Your task is to find every line in the records that holds the string "CookingInterpreter" and copy it.

[Source data]
**********

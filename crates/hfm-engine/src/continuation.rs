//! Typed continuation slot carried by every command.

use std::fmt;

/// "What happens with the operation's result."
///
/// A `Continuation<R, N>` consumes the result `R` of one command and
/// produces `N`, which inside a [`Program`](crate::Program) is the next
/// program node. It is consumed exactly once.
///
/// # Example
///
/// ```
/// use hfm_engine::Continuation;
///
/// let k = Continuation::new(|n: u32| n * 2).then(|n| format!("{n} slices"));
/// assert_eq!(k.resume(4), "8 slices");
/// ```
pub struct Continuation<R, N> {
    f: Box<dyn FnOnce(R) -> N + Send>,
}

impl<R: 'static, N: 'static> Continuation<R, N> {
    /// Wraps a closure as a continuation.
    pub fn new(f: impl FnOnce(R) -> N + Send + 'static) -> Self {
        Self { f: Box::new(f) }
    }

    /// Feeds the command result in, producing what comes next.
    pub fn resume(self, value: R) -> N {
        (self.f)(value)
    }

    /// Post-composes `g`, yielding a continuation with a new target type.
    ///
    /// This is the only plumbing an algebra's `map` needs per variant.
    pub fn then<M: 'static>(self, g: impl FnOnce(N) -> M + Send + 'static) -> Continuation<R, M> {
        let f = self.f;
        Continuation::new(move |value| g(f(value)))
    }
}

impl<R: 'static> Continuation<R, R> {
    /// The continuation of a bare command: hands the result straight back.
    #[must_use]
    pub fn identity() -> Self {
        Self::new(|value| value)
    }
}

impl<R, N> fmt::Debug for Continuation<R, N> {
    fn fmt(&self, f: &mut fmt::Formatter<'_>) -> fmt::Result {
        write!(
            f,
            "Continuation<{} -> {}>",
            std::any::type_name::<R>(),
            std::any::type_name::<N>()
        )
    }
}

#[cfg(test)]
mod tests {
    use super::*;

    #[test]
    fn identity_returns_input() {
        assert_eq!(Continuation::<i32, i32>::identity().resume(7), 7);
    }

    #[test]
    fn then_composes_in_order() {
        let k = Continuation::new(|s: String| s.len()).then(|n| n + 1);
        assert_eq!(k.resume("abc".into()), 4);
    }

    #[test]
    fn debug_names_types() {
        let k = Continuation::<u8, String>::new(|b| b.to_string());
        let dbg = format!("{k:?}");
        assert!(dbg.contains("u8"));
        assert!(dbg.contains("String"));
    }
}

**********

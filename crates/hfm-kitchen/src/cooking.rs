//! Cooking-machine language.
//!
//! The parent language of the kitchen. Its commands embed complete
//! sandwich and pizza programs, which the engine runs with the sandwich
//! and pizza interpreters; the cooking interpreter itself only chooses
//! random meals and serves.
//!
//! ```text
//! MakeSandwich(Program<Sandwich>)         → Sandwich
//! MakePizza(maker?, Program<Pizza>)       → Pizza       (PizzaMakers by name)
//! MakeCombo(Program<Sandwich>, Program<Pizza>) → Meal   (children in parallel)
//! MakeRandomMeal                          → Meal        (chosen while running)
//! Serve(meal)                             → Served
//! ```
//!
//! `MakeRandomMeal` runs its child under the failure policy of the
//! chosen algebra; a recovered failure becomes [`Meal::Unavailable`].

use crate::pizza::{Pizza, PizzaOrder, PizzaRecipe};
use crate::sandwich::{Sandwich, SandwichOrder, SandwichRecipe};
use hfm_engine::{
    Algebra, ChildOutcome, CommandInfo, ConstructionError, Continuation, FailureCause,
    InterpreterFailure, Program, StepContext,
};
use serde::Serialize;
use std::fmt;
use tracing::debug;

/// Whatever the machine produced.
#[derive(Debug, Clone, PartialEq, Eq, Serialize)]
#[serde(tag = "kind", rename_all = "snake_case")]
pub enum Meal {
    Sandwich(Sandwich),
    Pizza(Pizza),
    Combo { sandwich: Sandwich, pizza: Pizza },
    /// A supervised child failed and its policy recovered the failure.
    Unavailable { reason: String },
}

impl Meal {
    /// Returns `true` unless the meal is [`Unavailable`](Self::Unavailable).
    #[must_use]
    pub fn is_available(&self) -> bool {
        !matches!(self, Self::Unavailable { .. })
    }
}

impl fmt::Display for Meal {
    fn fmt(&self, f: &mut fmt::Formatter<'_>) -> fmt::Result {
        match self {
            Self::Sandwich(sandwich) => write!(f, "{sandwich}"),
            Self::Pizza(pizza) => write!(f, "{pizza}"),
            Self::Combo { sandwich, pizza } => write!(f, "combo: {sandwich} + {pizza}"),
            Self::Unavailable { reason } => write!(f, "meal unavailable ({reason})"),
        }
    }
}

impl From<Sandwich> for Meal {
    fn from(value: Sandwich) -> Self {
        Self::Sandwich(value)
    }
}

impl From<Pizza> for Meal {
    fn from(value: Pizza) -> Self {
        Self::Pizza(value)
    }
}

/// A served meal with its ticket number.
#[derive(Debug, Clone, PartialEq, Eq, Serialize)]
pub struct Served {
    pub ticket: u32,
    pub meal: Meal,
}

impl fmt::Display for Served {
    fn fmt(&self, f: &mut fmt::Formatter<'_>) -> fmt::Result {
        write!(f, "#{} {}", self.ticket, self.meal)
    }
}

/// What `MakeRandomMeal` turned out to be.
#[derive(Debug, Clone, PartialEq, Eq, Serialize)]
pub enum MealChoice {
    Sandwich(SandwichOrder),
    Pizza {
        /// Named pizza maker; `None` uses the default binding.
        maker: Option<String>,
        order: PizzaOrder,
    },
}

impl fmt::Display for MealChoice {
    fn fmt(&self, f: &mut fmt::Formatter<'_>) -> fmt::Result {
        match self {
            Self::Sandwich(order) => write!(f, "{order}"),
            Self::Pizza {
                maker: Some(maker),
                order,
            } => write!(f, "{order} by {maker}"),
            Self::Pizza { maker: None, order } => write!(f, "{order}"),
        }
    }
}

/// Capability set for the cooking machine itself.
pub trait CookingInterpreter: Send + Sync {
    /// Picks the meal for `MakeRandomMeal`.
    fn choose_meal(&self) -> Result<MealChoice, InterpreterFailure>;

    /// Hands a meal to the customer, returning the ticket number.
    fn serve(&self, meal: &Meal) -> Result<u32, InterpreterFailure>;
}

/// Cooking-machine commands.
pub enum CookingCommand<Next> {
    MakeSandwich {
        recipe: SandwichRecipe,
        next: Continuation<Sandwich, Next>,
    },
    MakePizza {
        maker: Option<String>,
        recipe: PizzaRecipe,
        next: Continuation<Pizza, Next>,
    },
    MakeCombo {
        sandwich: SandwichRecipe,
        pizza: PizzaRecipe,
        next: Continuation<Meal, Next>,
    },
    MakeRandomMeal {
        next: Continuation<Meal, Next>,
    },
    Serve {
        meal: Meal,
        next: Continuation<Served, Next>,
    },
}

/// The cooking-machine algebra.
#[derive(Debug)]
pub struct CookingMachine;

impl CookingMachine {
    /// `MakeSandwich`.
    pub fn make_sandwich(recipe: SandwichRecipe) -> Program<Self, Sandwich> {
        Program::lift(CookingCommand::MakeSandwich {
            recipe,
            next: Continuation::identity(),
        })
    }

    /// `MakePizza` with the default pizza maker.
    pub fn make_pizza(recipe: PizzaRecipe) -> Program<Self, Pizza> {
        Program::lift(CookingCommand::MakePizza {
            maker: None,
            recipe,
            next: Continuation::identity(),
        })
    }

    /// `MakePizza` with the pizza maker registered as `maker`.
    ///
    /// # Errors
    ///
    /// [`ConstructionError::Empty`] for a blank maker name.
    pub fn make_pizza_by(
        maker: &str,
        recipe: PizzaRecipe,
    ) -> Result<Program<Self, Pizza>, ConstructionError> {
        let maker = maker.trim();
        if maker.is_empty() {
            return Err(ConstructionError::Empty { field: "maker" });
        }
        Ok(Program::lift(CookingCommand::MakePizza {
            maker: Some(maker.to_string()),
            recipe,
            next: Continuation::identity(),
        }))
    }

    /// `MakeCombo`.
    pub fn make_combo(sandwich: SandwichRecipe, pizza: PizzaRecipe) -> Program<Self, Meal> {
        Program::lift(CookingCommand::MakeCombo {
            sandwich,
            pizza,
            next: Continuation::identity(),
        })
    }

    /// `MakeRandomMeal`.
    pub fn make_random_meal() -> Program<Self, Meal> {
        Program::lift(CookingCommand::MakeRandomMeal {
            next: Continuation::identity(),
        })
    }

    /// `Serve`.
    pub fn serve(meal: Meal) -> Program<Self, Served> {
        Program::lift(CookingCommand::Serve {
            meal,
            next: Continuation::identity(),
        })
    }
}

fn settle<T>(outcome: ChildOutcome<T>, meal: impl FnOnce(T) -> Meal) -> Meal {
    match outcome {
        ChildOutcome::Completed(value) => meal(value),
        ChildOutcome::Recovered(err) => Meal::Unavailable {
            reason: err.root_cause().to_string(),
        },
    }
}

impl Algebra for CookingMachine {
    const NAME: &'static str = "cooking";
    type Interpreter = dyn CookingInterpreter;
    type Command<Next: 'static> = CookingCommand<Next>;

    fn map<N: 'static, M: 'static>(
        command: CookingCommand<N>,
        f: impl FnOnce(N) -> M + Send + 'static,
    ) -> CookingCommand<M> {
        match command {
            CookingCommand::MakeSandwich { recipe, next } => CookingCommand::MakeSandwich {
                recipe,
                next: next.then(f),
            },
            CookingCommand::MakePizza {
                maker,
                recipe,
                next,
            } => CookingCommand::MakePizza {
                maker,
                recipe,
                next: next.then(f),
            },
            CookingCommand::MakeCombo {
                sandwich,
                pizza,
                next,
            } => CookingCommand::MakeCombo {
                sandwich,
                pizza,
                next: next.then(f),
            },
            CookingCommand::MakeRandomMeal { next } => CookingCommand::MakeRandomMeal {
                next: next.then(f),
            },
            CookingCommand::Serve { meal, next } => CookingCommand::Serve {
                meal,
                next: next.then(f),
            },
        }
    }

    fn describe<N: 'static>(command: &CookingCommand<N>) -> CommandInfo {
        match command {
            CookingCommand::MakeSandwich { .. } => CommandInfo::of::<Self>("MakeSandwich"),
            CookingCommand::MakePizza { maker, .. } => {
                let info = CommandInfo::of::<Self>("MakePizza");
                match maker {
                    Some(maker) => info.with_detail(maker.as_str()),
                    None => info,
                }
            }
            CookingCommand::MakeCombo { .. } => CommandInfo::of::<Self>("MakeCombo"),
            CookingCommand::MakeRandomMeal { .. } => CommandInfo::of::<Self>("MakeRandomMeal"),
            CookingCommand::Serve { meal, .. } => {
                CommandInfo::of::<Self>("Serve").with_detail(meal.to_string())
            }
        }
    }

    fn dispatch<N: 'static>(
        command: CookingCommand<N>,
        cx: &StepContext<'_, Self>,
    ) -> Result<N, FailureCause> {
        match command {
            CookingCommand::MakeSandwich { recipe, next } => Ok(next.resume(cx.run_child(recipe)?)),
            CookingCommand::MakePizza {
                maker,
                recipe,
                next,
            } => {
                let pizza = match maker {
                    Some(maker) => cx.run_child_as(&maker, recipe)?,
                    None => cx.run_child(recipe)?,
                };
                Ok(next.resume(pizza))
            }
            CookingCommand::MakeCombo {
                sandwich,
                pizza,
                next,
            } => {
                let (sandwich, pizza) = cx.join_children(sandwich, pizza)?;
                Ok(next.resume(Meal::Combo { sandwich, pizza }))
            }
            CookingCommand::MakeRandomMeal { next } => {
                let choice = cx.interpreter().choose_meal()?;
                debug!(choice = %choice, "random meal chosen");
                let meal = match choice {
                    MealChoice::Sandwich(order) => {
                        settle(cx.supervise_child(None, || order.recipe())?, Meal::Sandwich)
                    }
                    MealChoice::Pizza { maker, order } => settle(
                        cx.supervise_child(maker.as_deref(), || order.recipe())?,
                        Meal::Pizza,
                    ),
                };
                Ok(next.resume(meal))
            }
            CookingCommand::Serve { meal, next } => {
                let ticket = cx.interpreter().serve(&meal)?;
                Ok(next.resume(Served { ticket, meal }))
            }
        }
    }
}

**********

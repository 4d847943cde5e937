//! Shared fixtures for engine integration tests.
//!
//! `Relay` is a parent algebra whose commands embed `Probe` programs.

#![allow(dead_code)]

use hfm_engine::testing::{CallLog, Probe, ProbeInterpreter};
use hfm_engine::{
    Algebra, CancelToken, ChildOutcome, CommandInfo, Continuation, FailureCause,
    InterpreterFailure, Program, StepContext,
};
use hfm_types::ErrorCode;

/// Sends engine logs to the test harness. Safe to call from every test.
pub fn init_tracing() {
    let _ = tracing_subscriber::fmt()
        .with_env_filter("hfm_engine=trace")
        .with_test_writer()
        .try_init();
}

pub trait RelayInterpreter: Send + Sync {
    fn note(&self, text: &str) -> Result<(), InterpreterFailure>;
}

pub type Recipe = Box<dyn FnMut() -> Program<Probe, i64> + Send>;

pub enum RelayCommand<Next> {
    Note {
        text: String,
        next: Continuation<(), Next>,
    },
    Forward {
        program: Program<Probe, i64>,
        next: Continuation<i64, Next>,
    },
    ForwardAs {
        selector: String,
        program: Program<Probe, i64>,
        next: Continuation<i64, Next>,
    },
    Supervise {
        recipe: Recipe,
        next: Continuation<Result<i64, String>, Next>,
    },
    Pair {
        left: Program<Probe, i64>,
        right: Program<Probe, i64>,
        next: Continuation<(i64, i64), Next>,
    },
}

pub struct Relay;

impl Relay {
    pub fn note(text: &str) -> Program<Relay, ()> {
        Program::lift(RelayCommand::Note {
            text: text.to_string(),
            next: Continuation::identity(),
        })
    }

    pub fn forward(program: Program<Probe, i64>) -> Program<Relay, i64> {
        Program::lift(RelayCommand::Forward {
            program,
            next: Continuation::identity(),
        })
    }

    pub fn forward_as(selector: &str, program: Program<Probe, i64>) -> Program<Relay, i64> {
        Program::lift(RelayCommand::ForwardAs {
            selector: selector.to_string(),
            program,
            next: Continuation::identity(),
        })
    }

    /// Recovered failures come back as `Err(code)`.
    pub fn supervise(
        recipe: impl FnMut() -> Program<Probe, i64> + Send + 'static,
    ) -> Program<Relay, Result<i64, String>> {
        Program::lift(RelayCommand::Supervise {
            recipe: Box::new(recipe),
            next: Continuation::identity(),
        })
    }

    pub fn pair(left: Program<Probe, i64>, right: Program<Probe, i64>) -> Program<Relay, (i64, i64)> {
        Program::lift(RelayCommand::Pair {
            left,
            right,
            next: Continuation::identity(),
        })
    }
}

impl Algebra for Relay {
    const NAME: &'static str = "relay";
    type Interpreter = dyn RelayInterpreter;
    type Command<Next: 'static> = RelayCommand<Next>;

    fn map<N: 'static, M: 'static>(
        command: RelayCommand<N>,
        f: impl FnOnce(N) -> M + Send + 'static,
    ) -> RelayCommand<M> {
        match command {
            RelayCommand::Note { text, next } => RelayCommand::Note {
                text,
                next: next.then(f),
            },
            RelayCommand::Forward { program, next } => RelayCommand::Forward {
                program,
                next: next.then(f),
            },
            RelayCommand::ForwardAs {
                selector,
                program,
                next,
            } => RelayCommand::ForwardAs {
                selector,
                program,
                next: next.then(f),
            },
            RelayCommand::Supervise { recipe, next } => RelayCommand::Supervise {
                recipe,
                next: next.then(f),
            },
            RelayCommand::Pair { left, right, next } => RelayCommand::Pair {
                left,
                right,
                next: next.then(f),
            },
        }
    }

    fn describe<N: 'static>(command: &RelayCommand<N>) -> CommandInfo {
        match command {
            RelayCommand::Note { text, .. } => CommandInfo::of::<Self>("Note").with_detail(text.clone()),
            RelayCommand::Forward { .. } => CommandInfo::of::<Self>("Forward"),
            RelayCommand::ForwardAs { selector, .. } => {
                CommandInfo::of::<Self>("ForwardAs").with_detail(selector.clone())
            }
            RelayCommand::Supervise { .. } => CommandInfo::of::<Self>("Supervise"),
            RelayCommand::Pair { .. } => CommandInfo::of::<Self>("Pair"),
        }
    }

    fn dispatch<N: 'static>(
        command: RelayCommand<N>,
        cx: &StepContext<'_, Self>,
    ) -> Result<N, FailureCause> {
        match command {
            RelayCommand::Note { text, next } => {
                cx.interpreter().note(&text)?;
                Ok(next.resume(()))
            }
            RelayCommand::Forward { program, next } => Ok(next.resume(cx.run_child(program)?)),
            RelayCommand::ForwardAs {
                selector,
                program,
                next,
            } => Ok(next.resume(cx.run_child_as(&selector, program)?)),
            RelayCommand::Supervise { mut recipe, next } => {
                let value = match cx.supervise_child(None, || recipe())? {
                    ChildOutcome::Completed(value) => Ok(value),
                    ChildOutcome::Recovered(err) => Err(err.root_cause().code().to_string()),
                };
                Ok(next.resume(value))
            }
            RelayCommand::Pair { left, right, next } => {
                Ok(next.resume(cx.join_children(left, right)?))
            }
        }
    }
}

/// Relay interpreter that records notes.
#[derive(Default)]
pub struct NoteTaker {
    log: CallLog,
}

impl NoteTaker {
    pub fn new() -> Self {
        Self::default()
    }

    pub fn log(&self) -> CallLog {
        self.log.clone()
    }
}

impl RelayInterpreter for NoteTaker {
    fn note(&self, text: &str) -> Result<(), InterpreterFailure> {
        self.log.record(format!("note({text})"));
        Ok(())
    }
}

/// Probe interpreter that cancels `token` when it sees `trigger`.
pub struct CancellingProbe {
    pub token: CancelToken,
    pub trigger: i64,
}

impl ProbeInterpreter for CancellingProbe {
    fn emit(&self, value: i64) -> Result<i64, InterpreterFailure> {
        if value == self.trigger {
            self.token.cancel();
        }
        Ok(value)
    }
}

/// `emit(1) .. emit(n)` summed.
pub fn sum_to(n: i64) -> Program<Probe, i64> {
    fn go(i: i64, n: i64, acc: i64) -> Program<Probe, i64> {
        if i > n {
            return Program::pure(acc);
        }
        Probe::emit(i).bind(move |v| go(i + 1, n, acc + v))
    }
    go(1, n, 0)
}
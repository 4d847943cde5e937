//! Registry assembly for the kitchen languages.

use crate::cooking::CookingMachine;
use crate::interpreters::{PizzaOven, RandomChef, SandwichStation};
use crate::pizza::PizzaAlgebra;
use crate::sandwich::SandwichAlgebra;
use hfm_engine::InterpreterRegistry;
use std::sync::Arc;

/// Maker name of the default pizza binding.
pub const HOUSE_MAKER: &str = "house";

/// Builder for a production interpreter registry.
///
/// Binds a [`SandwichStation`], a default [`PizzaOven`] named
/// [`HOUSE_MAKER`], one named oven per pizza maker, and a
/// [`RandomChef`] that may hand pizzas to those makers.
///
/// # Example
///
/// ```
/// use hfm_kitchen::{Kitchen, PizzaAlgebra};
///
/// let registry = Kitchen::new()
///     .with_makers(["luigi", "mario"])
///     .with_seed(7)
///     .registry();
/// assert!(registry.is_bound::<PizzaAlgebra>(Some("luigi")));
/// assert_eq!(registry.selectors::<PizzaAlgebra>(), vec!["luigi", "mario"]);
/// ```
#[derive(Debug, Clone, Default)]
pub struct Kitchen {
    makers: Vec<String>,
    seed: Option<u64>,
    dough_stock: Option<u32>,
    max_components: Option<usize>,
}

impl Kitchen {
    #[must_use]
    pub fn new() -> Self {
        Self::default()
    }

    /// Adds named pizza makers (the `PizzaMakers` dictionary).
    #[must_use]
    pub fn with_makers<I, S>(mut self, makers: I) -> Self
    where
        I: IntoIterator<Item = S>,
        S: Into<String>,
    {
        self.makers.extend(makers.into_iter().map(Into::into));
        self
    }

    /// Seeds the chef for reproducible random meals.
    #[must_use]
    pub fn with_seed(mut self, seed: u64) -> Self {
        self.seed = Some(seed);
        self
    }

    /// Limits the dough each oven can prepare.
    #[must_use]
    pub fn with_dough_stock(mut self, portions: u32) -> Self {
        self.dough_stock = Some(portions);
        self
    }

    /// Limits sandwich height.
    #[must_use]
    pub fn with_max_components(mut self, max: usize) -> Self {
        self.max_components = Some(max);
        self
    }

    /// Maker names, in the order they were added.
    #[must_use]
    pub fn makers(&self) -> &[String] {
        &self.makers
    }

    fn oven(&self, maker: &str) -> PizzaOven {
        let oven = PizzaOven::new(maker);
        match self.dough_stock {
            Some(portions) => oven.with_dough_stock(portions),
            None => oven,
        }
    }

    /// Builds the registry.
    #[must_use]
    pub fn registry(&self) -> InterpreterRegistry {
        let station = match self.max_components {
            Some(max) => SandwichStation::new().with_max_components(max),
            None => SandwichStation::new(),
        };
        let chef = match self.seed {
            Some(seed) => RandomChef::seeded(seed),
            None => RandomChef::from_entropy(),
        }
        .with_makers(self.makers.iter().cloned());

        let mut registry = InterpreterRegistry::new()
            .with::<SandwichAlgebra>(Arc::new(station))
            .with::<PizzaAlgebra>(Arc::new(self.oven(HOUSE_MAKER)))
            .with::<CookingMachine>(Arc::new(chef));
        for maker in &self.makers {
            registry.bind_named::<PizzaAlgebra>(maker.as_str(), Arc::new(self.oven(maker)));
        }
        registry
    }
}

**********

=== Answer for this exercise ===
pub trait CookingInterpreter: Send + Sync {
    type Interpreter = dyn CookingInterpreter;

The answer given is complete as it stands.